P/CAF-mediated acetylation regulates the function of the basic helix-loop-helix transcription factor TAL1/SCL

• Published in: The EMBO journal Vol. 19; no. 24; pp. 6792 - 6803
• Main Authors: Huang, Suming, Qiu, Yi, Shi, Yubin, Xu, Zhixiong, Brandt, Stephen J.
• Format: Journal Article
• Language: English
• Published: Chichester, UK John Wiley & Sons, Ltd 15.12.2000; Nature Publishing Group UK; Springer Nature B.V; Oxford University Press
• Subjects: Acetylation; Acetyltransferases - metabolism; Animals; Basic Helix-Loop-Helix Transcription Factors; Binding Sites; Cell Cycle Proteins - metabolism; Cell Differentiation; co-regulator interactions; Conserved Sequence; Deoxyribonucleic acid; DNA; DNA-binding activity; DNA-Binding Proteins - chemistry; DNA-Binding Proteins - metabolism; erythroid differentiation; HeLa Cells; Helix-Loop-Helix Motifs; Histone Acetyltransferases; Humans; Leukemia; Leukemia, Erythroblastic, Acute; Lysine; Mice; P/CAF protein; p300 protein; p300-CBP Transcription Factors; protein acetylation; Protein Biosynthesis; Proto-Oncogene Proteins; Recombinant Proteins - metabolism; SCL protein; T-Cell Acute Lymphocytic Leukemia Protein 1; TAL1; TAL1 protein; Transcription Factors - chemistry; Transcription Factors - metabolism; Transfection; Tumor Cells, Cultured; protein acetylation; co‐regulator interactions; DNA‐binding activity; TAL1; erythroid differentiation
• ISSN: 0261-4189; 1460-2075; 1460-2075
• DOI: 10.1093/emboj/19.24.6792

The basic helix–loop–helix transcription factor TAL1 (or SCL) is a critical regulator of hematopoietic and vascular development and is misexpressed in the majority of patients with T‐cell acute lymphoblastic leukemia.
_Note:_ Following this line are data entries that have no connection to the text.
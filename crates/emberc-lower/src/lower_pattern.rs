//! Pattern lowering (§4.3 "Pattern lowering").

use emberc_lex::TokenKind;
use emberc_parse::{Construct, ParseTree};

use crate::ast::{Pattern, RecordKey, RecordPattern};
use crate::{is_literal_kind, LowerError, LowerResult, Lowerer};

impl<'a> Lowerer<'a> {
    pub(crate) fn lower_pattern(&self, tree: &ParseTree) -> LowerResult<Pattern> {
        match tree {
            ParseTree::Branch { construct: Construct::TypeTag, children, .. } => {
                if children.len() != 2 {
                    return Err(self.arity_mismatch("TypeTag", 2, children.len(), tree.extents()));
                }
                let base = self.lower_pattern(&children[0])?;
                let type_expr = self.lower_type_expression(&children[1])?;
                Ok(attach_type_tag(base, type_expr))
            }
            ParseTree::Branch { construct: Construct::RecordPattern, children, .. } => {
                let items = children
                    .iter()
                    .map(|child| self.lower_record_pattern_item(child))
                    .collect::<Result<Vec<_>, LowerError>>()?;
                Ok(Pattern::Record(RecordPattern { items, type_tag: None }))
            }
            ParseTree::Branch { construct, extents, .. } => {
                Err(self.mismatch("a pattern", &format!("{construct:?}"), *extents))
            }
            ParseTree::Leaf(token) if token.kind == TokenKind::Identifier => {
                Ok(Pattern::Id { identifier: token.lexeme, type_tag: None })
            }
            ParseTree::Leaf(token) if is_literal_kind(token.kind) => Ok(Pattern::PatternLiteral {
                literal: self.lower_literal_token(token)?,
                type_tag: None,
            }),
            ParseTree::Leaf(token) => Err(self.mismatch(
                "a pattern",
                &format!("{:?} `{}`", token.kind, token.lexeme.as_str()),
                token.extents,
            )),
        }
    }

    pub(crate) fn lower_record_pattern_item(&self, tree: &ParseTree) -> LowerResult<(RecordKey, Pattern)> {
        match tree.construct() {
            Some(Construct::RecordPatternItem) => {
                let (_, children) = tree.as_branch().expect("just matched a branch construct");
                if children.len() != 2 {
                    return Err(self.arity_mismatch("RecordPatternItem", 2, children.len(), tree.extents()));
                }
                let key = self.lower_record_key(&children[0])?;
                let pattern = self.lower_pattern(&children[1])?;
                Ok((key, pattern))
            }
            _ => {
                let pattern = self.lower_pattern(tree)?;
                Ok((RecordKey::EmptyRecordKey, pattern))
            }
        }
    }
}

/// Thread a `TypeTag`'s type expression onto whichever pattern variant it
/// wraps (§4.3: "sets the pattern's `type_tag` field from the second
/// child").
fn attach_type_tag(pattern: Pattern, type_expr: crate::ast::TypeExpression) -> Pattern {
    let boxed = Some(Box::new(type_expr));
    match pattern {
        Pattern::Id { identifier, .. } => Pattern::Id { identifier, type_tag: boxed },
        Pattern::PatternLiteral { literal, .. } => Pattern::PatternLiteral { literal, type_tag: boxed },
        Pattern::Record(RecordPattern { items, .. }) => {
            Pattern::Record(RecordPattern { items, type_tag: boxed })
        }
    }
}
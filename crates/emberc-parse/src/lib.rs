//! emberc-parse - recursive-descent parser over a set-valued token stream.
//!
//! The parser never linearises the stream ahead of time (§9 "Recursive
//! descent with look-across"). Every decision point asks the current
//! candidate set for a token matching a predicate; the predicate itself —
//! not an upstream resolution pass — is what discriminates `let` the
//! keyword from `let` the identifier.

#![forbid(unsafe_code)]

mod block;
mod error;
mod expr;
mod items;
mod pattern;
mod tree;
mod types;

pub use error::{ParseResult, ParserError};
pub use tree::{Construct, ParseTree};

use emberc_lex::{Token, TokenKind, TokenSet, TokenStream};
use emberc_util::{Handler, Span};

/// Recursive-descent parser driven by a `TokenStream` rather than a linear
/// token vector.
pub struct Parser<'a> {
    stream: &'a TokenStream,
    positions: Vec<usize>,
    index: usize,
    handler: &'a Handler,
}

impl<'a> Parser<'a> {
    pub fn new(stream: &'a TokenStream, handler: &'a Handler) -> Self {
        let positions: Vec<usize> = stream.iter().map(|(pos, _)| pos).collect();
        Self {
            stream,
            positions,
            index: 0,
            handler,
        }
    }

    fn is_at_end(&self) -> bool {
        self.index >= self.positions.len()
    }

    fn current_set(&self) -> Option<&'a TokenSet> {
        let pos = *self.positions.get(self.index)?;
        self.stream.candidates_at(pos)
    }

    /// A span to anchor an error or an empty branch at the current cursor
    /// position: the first candidate's start, or the end of the file.
    fn current_span(&self) -> Span {
        if let Some(set) = self.current_set() {
            if let Some(token) = set.first() {
                return Span::with_file(
                    token.extents.start,
                    token.extents.start,
                    self.stream.file_id(),
                    token.extents.line,
                    token.extents.column,
                );
            }
        }
        Span::with_file(0, 0, self.stream.file_id(), 0, 0)
    }

    fn advance_past(&mut self) {
        self.index += 1;
    }

    fn select_where(&mut self, pred: impl Fn(&Token) -> bool) -> Option<Token> {
        let token = *self.current_set()?.iter().find(|t| pred(t))?;
        self.advance_past();
        Some(token)
    }

    fn peek_where(&self, pred: impl Fn(&Token) -> bool) -> bool {
        self.current_set()
            .map(|set| set.iter().any(|t| pred(t)))
            .unwrap_or(false)
    }

    fn peek_kind(&self, kind: TokenKind) -> bool {
        self.peek_where(|t| t.kind == kind)
    }

    fn select_kind(&mut self, kind: TokenKind) -> Option<Token> {
        self.select_where(|t| t.kind == kind)
    }

    fn select_lexeme(&mut self, kind: TokenKind, lexeme: &str) -> Option<Token> {
        self.select_where(|t| t.kind == kind && t.lexeme.as_str() == lexeme)
    }

    fn peek_lexeme(&self, kind: TokenKind, lexeme: &str) -> bool {
        self.peek_where(|t| t.kind == kind && t.lexeme.as_str() == lexeme)
    }

    fn expect_kind(&mut self, kind: TokenKind, expected: &str) -> ParseResult<Token> {
        self.select_kind(kind)
            .ok_or_else(|| ParserError::UnexpectedToken {
                expected: expected.into(),
                span: self.current_span(),
            })
    }

    fn expect_lexeme(&mut self, kind: TokenKind, lexeme: &'static str) -> ParseResult<Token> {
        self.select_lexeme(kind, lexeme)
            .ok_or_else(|| ParserError::MissingDelimiter {
                delimiter: lexeme.into(),
                span: self.current_span(),
            })
    }

    /// Parse a complete file: definitions read until the stream is
    /// exhausted (§4.2 "Top level").
    pub fn parse_file(&mut self) -> ParseResult<ParseTree> {
        let mut definitions = Vec::new();
        while !self.is_at_end() {
            let definition = self.parse_definition()?;
            definitions.push(definition);
        }
        let extents = if definitions.is_empty() {
            Span::with_file(0, 0, self.stream.file_id(), 1, 1)
        } else {
            Span::merge_all(definitions.iter().map(ParseTree::extents))
        };
        Ok(ParseTree::Branch {
            construct: Construct::File,
            children: definitions,
            extents,
        })
    }
}

/// Parse an entire token stream into a `File` parse tree, reporting the
/// fatal diagnostic (if any) to `handler` before returning it.
pub fn parse(stream: &TokenStream, handler: &Handler) -> ParseResult<ParseTree> {
    let mut parser = Parser::new(stream, handler);
    parser.parse_file().inspect_err(|err| {
        handler.error(err.to_string(), err.span());
    })
}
We found previously that TAL1 could interact with transcriptional co‐activator and co‐repressor complexes possessing histone acetyltransferase and deacetylase activities, respectively. Here, we report that TAL1 is subject to acetylation in vivo and can be acetylated by p300 and the p300/CBP‐associated factor P/CAF in vitro . P/CAF‐mediated acetylation, which mapped to a lysine‐rich motif in the loop region, increased TAL1 binding to DNA while selectively inhibiting its interaction with the transcriptional co‐repressor mSin3A. Furthermore, P/CAF protein, TAL1–P/CAF interaction and TAL1 acetylation increased significantly in murine erythroleukemia cells induced to differentiate in culture, while enforced expression of an acetylation‐defective P/CAF mutant inhibited endogenous TAL1 acetylation, TAL1 DNA‐binding activity, TAL1‐directed transcription and terminal differentiation of these cells. These results reveal a novel mechanism by which TAL1 activity is regulated and implicate acetylation of this transcription factor in promotion of erythroid differentiation.